Source: [Anne Trafton | MIT News Office, April 17, 2017]
The new technique relies on expanding tissue before imaging it with a conventional light microscope. Two years ago, the MIT team showed that it was possible to expand tissue volumes 100-fold, resulting in an image resolution of about 60 nanometers. Now, the researchers have shown that expanding the tissue a second time before imaging can boost the resolution to about 25 nanometers.
This level of resolution allows scientists to see, for example, the proteins that cluster together in complex patterns at brain synapses, helping neurons to communicate with each other. It could also help researchers to map neural circuits, says Ed Boyden, an associate professor of biological engineering and brain and cognitive sciences at MIT.
“We want to be able to trace the wiring of complete brain circuits,” says Boyden, the study’s senior author. “If you could reconstruct a complete brain circuit, maybe you could make a computational model of how it generates complex phenomena like decisions and emotions. Since you can map out the biomolecules that generate electrical pulses within cells and that exchange chemicals between cells, you could potentially model the dynamics of the brain.”
This approach could also be used to image other phenomena such as the interactions between cancer cells and immune cells, to detect pathogens without expensive equipment, and to map the cell types of the body.
Former MIT postdoc Jae-Byum Chang is the first author of the paper, which appears in the April 17 issue of Nature Methods.
To expand tissue samples, the researchers embed them in a dense, evenly generated gel made of polyacrylate, a very absorbent material that’s also used in diapers. Before the gel is formed, the researchers label the cell proteins they want to image, using antibodies that bind to specific targets. These antibodies bear “barcodes” made of DNA, which in turn are attached to cross-linking molecules that bind to the polymers that make up the expandable gel. The researchers then break down the proteins that normally hold the tissue together, allowing the DNA barcodes to expand away from each other as the gel swells.
These enlarged samples can then be labeled with fluorescent probes that bind the DNA barcodes, and imaged with commercially available confocal microscopes, whose resolution is usually limited to hundreds of nanometers.
Using that approach, the researchers were previously able to achieve a resolution of about 60 nanometers.

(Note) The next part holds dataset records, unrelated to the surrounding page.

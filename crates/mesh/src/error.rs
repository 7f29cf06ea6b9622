use crate::surface::SurfaceError;

#[derive(Debug, thiserror::Error)]
pub enum MeshError {
    #[error("failed to allocate {resource}: {source}")]
    ResourceAllocation {
        resource: &'static str,
        #[source]
        source: SurfaceError,
    },
    #[error("upload failed: {0}")]
    Upload(#[from] SurfaceError),
    #[error("palette needs one color per face ({expected}), got {actual}")]
    InvalidPalette { expected: usize, actual: usize },
}

impl MeshError {
    pub(crate) fn allocation(resource: &'static str) -> impl FnOnce(SurfaceError) -> Self {
        move |source| MeshError::ResourceAllocation { resource, source }
    }
}
use glam::{Mat4, Vec3};

/// Camera orbiting the origin at a fixed distance.
pub struct Camera {
    pub yaw: f32,
    pub pitch: f32,
    pub distance: f32,
    pub aspect: f32,
    pub fov: f32,
    pub near: f32,
    pub far: f32,
}

impl Camera {
    const PITCH_LIMIT: f32 = 1.5;

    pub fn new(aspect: f32, distance: f32) -> Self {
        Self {
            yaw: 0.0,
            pitch: 0.35,
            distance,
            aspect,
            fov: 45.0_f32.to_radians(),
            near: 0.01,
            far: 100.0,
        }
    }

    pub fn eye(&self) -> Vec3 {
        let (sin_yaw, cos_yaw) = self.yaw.sin_cos();
        let (sin_pitch, cos_pitch) = self.pitch.sin_cos();
        self.distance * Vec3::new(sin_yaw * cos_pitch, sin_pitch, -cos_yaw * cos_pitch)
    }

    pub fn rotate(&mut self, delta_yaw: f32, delta_pitch: f32) {
        self.yaw += delta_yaw;
        self.pitch = (self.pitch + delta_pitch).clamp(-Self::PITCH_LIMIT, Self::PITCH_LIMIT);
    }

    pub fn view_projection(&self) -> Mat4 {
        let view = Mat4::look_at_lh(self.eye(), Vec3::ZERO, Vec3::Y);
        let proj = Mat4::perspective_lh(self.fov, self.aspect, self.near, self.far);
        proj * view
    }
}

#[repr(C)]
#[derive(Debug, Copy, Clone, bytemuck::Pod, bytemuck::Zeroable)]
pub struct SceneUniform {
    view_proj: [[f32; 4]; 4],
    model: [[f32; 4]; 4],
    light_dir: [f32; 4],
}

impl SceneUniform {
    pub fn new(camera: &Camera, model: Mat4, light_dir: Vec3) -> Self {
        Self {
            view_proj: camera.view_projection().to_cols_array_2d(),
            model: model.to_cols_array_2d(),
            light_dir: light_dir.normalize_or_zero().extend(0.0).to_array(),
        }
    }
}
mod camera;
mod surface;
mod vertex;

pub use camera::Camera;
pub use surface::WgpuSurface;

use std::sync::Arc;

use anyhow::{Context, Result};
use glam::{Mat4, Vec3};
use octa::{
    GpuSurface, NormalAveraging, OctahedronOptions, ProgramHandle, RegularOctahedron, Shading,
};
use wgpu::util::DeviceExt;
use winit::window::Window;

use crate::assets::Assets;
use crate::config::ViewerConfig;
use camera::SceneUniform;

const SHADER_PATH: &str = "shaders/octahedron.wgsl";

/// MSAA sample count (4x anti-aliasing)
const MSAA_SAMPLE_COUNT: u32 = 4;

const DEPTH_FORMAT: wgpu::TextureFormat = wgpu::TextureFormat::Depth32Float;

pub struct Renderer {
    surface: wgpu::Surface<'static>,
    device: wgpu::Device,
    queue: wgpu::Queue,
    config: wgpu::SurfaceConfiguration,
    clear_color: wgpu::Color,
    light_direction: Vec3,
    // Scene uniform
    scene_buffer: wgpu::Buffer,
    scene_bind_group: wgpu::BindGroup,
    // Mesh
    gpu: WgpuSurface,
    program: ProgramHandle,
    mesh: Option<RegularOctahedron>,
    // Other
    msaa_view: wgpu::TextureView,
    depth_view: wgpu::TextureView,
    pub size: winit::dpi::PhysicalSize<u32>,
}

impl Renderer {
    pub async fn new(
        window: Arc<Window>,
        viewer: &ViewerConfig,
        options: OctahedronOptions,
    ) -> Result<Self> {
        let size = window.inner_size();
        let instance = Self::create_instance();
        let surface = instance.create_surface(window)?;
        let adapter = Self::request_adapter(&instance, &surface).await?;
        let (device, queue) = Self::request_device(&adapter).await?;
        let config = Self::create_surface_config(&surface, &adapter, size);
        surface.configure(&device, &config);

        let scene_buffer = Self::create_scene_buffer(&device);
        let scene_bind_group_layout = Self::create_scene_bind_group_layout(&device);
        let scene_bind_group =
            Self::create_scene_bind_group(&device, &scene_bind_group_layout, &scene_buffer);

        let source = Assets::load_string(SHADER_PATH)
            .with_context(|| format!("missing shader asset {}", SHADER_PATH))?;
        let shader = device.create_shader_module(wgpu::ShaderModuleDescriptor {
            label: Some("Octahedron Shader"),
            source: wgpu::ShaderSource::Wgsl(source.into()),
        });
        let pipeline =
            Self::create_mesh_pipeline(&device, &shader, &scene_bind_group_layout, &config);

        let mut gpu = WgpuSurface::new(device.clone(), queue.clone());
        let program = gpu.register_program(pipeline);
        let mesh = RegularOctahedron::new(&mut gpu, options)?;

        let msaa_view = Self::create_msaa_view(&device, &config);
        let depth_view = Self::create_depth_view(&device, &config);

        Ok(Self {
            surface,
            device,
            queue,
            config,
            clear_color: viewer.clear_color,
            light_direction: viewer.light_direction,
            scene_buffer,
            scene_bind_group,
            gpu,
            program,
            mesh: Some(mesh),
            msaa_view,
            depth_view,
            size,
        })
    }

    pub fn resize(&mut self, new_size: winit::dpi::PhysicalSize<u32>) {
        if new_size.width == 0 || new_size.height == 0 {
            return;
        }
        self.size = new_size;
        self.config.width = new_size.width;
        self.config.height = new_size.height;
        self.surface.configure(&self.device, &self.config);
        self.msaa_view = Self::create_msaa_view(&self.device, &self.config);
        self.depth_view = Self::create_depth_view(&self.device, &self.config);
    }

    pub fn update_scene(&self, camera: &Camera, model: Mat4) {
        let uniform = SceneUniform::new(camera, model, self.light_direction);
        self.queue
            .write_buffer(&self.scene_buffer, 0, bytemuck::bytes_of(&uniform));
    }

    pub fn set_shading(&mut self, shading: Shading) -> Result<()> {
        if let Some(mesh) = &mut self.mesh {
            mesh.set_shading(shading, &mut self.gpu)?;
            log::info!("Shading: {:?}", shading);
        }
        Ok(())
    }

    pub fn toggle_normal_averaging(&mut self) -> Result<()> {
        if let Some(mesh) = &mut self.mesh {
            let averaging: NormalAveraging = mesh.averaging().toggled();
            mesh.set_normal_averaging(averaging, &mut self.gpu)?;
            log::info!("Vertex normal averaging: {:?}", averaging);
        }
        Ok(())
    }

    pub fn render(&mut self) -> Result<(), wgpu::SurfaceError> {
        let output = self.surface.get_current_texture()?;
        let view = output.texture.create_view(&Default::default());
        let mut encoder = self.device.create_command_encoder(&Default::default());

        if let Some(mesh) = &self.mesh {
            self.gpu.use_program(self.program);
            mesh.draw(&mut self.gpu);
        }

        {
            let mut pass = encoder.begin_render_pass(&wgpu::RenderPassDescriptor {
                label: Some("Mesh Pass"),
                color_attachments: &[Some(wgpu::RenderPassColorAttachment {
                    view: &self.msaa_view,
                    resolve_target: Some(&view),
                    ops: wgpu::Operations {
                        load: wgpu::LoadOp::Clear(self.clear_color),
                        store: wgpu::StoreOp::Store,
                    },
                    depth_slice: None,
                })],
                depth_stencil_attachment: Some(wgpu::RenderPassDepthStencilAttachment {
                    view: &self.depth_view,
                    depth_ops: Some(wgpu::Operations {
                        load: wgpu::LoadOp::Clear(1.0),
                        store: wgpu::StoreOp::Store,
                    }),
                    stencil_ops: None,
                }),
                timestamp_writes: None,
                occlusion_query_set: None,
                multiview_mask: None,
            });

            self.gpu.replay(&mut pass, &self.scene_bind_group);
        }

        self.queue.submit(std::iter::once(encoder.finish()));
        output.present();
        Ok(())
    }

    fn create_instance() -> wgpu::Instance {
        wgpu::Instance::new(&wgpu::InstanceDescriptor {
            backends: wgpu::Backends::PRIMARY,
            ..Default::default()
        })
    }

    async fn request_adapter(
        instance: &wgpu::Instance,
        surface: &wgpu::Surface<'static>,
    ) -> Result<wgpu::Adapter> {
        Ok(instance
            .request_adapter(&wgpu::RequestAdapterOptions {
                power_preference: wgpu::PowerPreference::LowPower,
                compatible_surface: Some(surface),
                force_fallback_adapter: false,
            })
            .await?)
    }

    async fn request_device(adapter: &wgpu::Adapter) -> Result<(wgpu::Device, wgpu::Queue)> {
        Ok(adapter
            .request_device(&wgpu::DeviceDescriptor {
                label: None,
                required_features: wgpu::Features::empty(),
                required_limits: wgpu::Limits::default(),
                memory_hints: wgpu::MemoryHints::default(),
                trace: wgpu::Trace::Off,
                experimental_features: wgpu::ExperimentalFeatures::default(),
            })
            .await?)
    }

    fn create_surface_config(
        surface: &wgpu::Surface,
        adapter: &wgpu::Adapter,
        size: winit::dpi::PhysicalSize<u32>,
    ) -> wgpu::SurfaceConfiguration {
        let caps = surface.get_capabilities(adapter);
        let format = caps
            .formats
            .iter()
            .find(|f| f.is_srgb())
            .copied()
            .unwrap_or(caps.formats[0]);

        wgpu::SurfaceConfiguration {
            usage: wgpu::TextureUsages::RENDER_ATTACHMENT,
            format,
            width: size.width,
            height: size.height,
            present_mode: wgpu::PresentMode::AutoVsync,
            alpha_mode: caps.alpha_modes[0],
            view_formats: vec![],
            desired_maximum_frame_latency: 2,
        }
    }

    fn create_scene_buffer(device: &wgpu::Device) -> wgpu::Buffer {
        device.create_buffer_init(&wgpu::util::BufferInitDescriptor {
            label: Some("Scene Buffer"),
            contents: bytemuck::bytes_of(&SceneUniform::new(
                &Camera::new(1.0, 3.0),
                Mat4::IDENTITY,
                Vec3::NEG_Y,
            )),
            usage: wgpu::BufferUsages::UNIFORM | wgpu::BufferUsages::COPY_DST,
        })
    }

    fn create_scene_bind_group_layout(device: &wgpu::Device) -> wgpu::BindGroupLayout {
        device.create_bind_group_layout(&wgpu::BindGroupLayoutDescriptor {
            label: Some("Scene Bind Group Layout"),
            entries: &[wgpu::BindGroupLayoutEntry {
                binding: 0,
                visibility: wgpu::ShaderStages::VERTEX_FRAGMENT,
                ty: wgpu::BindingType::Buffer {
                    ty: wgpu::BufferBindingType::Uniform,
                    has_dynamic_offset: false,
                    min_binding_size: None,
                },
                count: None,
            }],
        })
    }

    fn create_scene_bind_group(
        device: &wgpu::Device,
        layout: &wgpu::BindGroupLayout,
        buffer: &wgpu::Buffer,
    ) -> wgpu::BindGroup {
        device.create_bind_group(&wgpu::BindGroupDescriptor {
            label: Some("Scene Bind Group"),
            layout,
            entries: &[wgpu::BindGroupEntry {
                binding: 0,
                resource: buffer.as_entire_binding(),
            }],
        })
    }

    fn create_mesh_pipeline(
        device: &wgpu::Device,
        shader: &wgpu::ShaderModule,
        scene_layout: &wgpu::BindGroupLayout,
        config: &wgpu::SurfaceConfiguration,
    ) -> wgpu::RenderPipeline {
        let layout = device.create_pipeline_layout(&wgpu::PipelineLayoutDescriptor {
            label: Some("Mesh Pipeline Layout"),
            bind_group_layouts: &[scene_layout],
            immediate_size: 0,
        });

        device.create_render_pipeline(&wgpu::RenderPipelineDescriptor {
            label: Some("Mesh Render Pipeline"),
            layout: Some(&layout),
            vertex: wgpu::VertexState {
                module: shader,
                entry_point: Some("vs_main"),
                buffers: &vertex::mesh_layouts(),
                compilation_options: Default::default(),
            },
            fragment: Some(wgpu::FragmentState {
                module: shader,
                entry_point: Some("fs_main"),
                targets: &[Some(wgpu::ColorTargetState {
                    format: config.format,
                    blend: Some(wgpu::BlendState::REPLACE),
                    write_mask: wgpu::ColorWrites::ALL,
                })],
                compilation_options: Default::default(),
            }),
            // Top and bottom halves are wound in opposite directions, so no culling.
            primitive: wgpu::PrimitiveState {
                topology: wgpu::PrimitiveTopology::TriangleList,
                cull_mode: None,
                ..Default::default()
            },
            depth_stencil: Some(wgpu::DepthStencilState {
                format: DEPTH_FORMAT,
                depth_write_enabled: true,
                depth_compare: wgpu::CompareFunction::Less,
                stencil: Default::default(),
                bias: Default::default(),
            }),
            multisample: wgpu::MultisampleState {
                count: MSAA_SAMPLE_COUNT,
                mask: !0,
                alpha_to_coverage_enabled: false,
            },
            multiview_mask: None,
            cache: None,
        })
    }

    fn create_msaa_view(
        device: &wgpu::Device,
        config: &wgpu::SurfaceConfiguration,
    ) -> wgpu::TextureView {
        let texture = device.create_texture(&wgpu::TextureDescriptor {
            label: Some("MSAA Texture"),
            size: wgpu::Extent3d {
                width: config.width,
                height: config.height,
                depth_or_array_layers: 1,
            },
            mip_level_count: 1,
            sample_count: MSAA_SAMPLE_COUNT,
            dimension: wgpu::TextureDimension::D2,
            format: config.format,
            usage: wgpu::TextureUsages::RENDER_ATTACHMENT,
            view_formats: &[],
        });
        texture.create_view(&Default::default())
    }

    fn create_depth_view(
        device: &wgpu::Device,
        config: &wgpu::SurfaceConfiguration,
    ) -> wgpu::TextureView {
        let texture = device.create_texture(&wgpu::TextureDescriptor {
            label: Some("Depth Texture"),
            size: wgpu::Extent3d {
                width: config.width,
                height: config.height,
                depth_or_array_layers: 1,
            },
            mip_level_count: 1,
            sample_count: MSAA_SAMPLE_COUNT,
            dimension: wgpu::TextureDimension::D2,
            format: DEPTH_FORMAT,
            usage: wgpu::TextureUsages::RENDER_ATTACHMENT,
            view_formats: &[],
        });
        texture.create_view(&Default::default())
    }
}

impl Drop for Renderer {
    fn drop(&mut self) {
        if let Some(mesh) = self.mesh.take() {
            mesh.destroy(&mut self.gpu);
        }
    }
}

However, “individual biomolecules are much smaller than that, say 5 nanometers or even smaller,” Boyden says. “The original versions of expansion microscopy were useful for many scientific questions but couldn’t equal the performance of the highest-resolution imaging methods such as electron microscopy.”
In their original expansion microscopy study, the researchers found that they could expand the tissue more than 100-fold in volume by reducing the number of cross-linking molecules that hold the polymer in an orderly pattern. However, this made the tissue unstable.
“If you reduce the cross-linker density, the polymers no longer retain their organization during the expansion process,” says Boyden, who is a member of MIT’s Media Lab and McGovern Institute for Brain Research. “You lose the information.”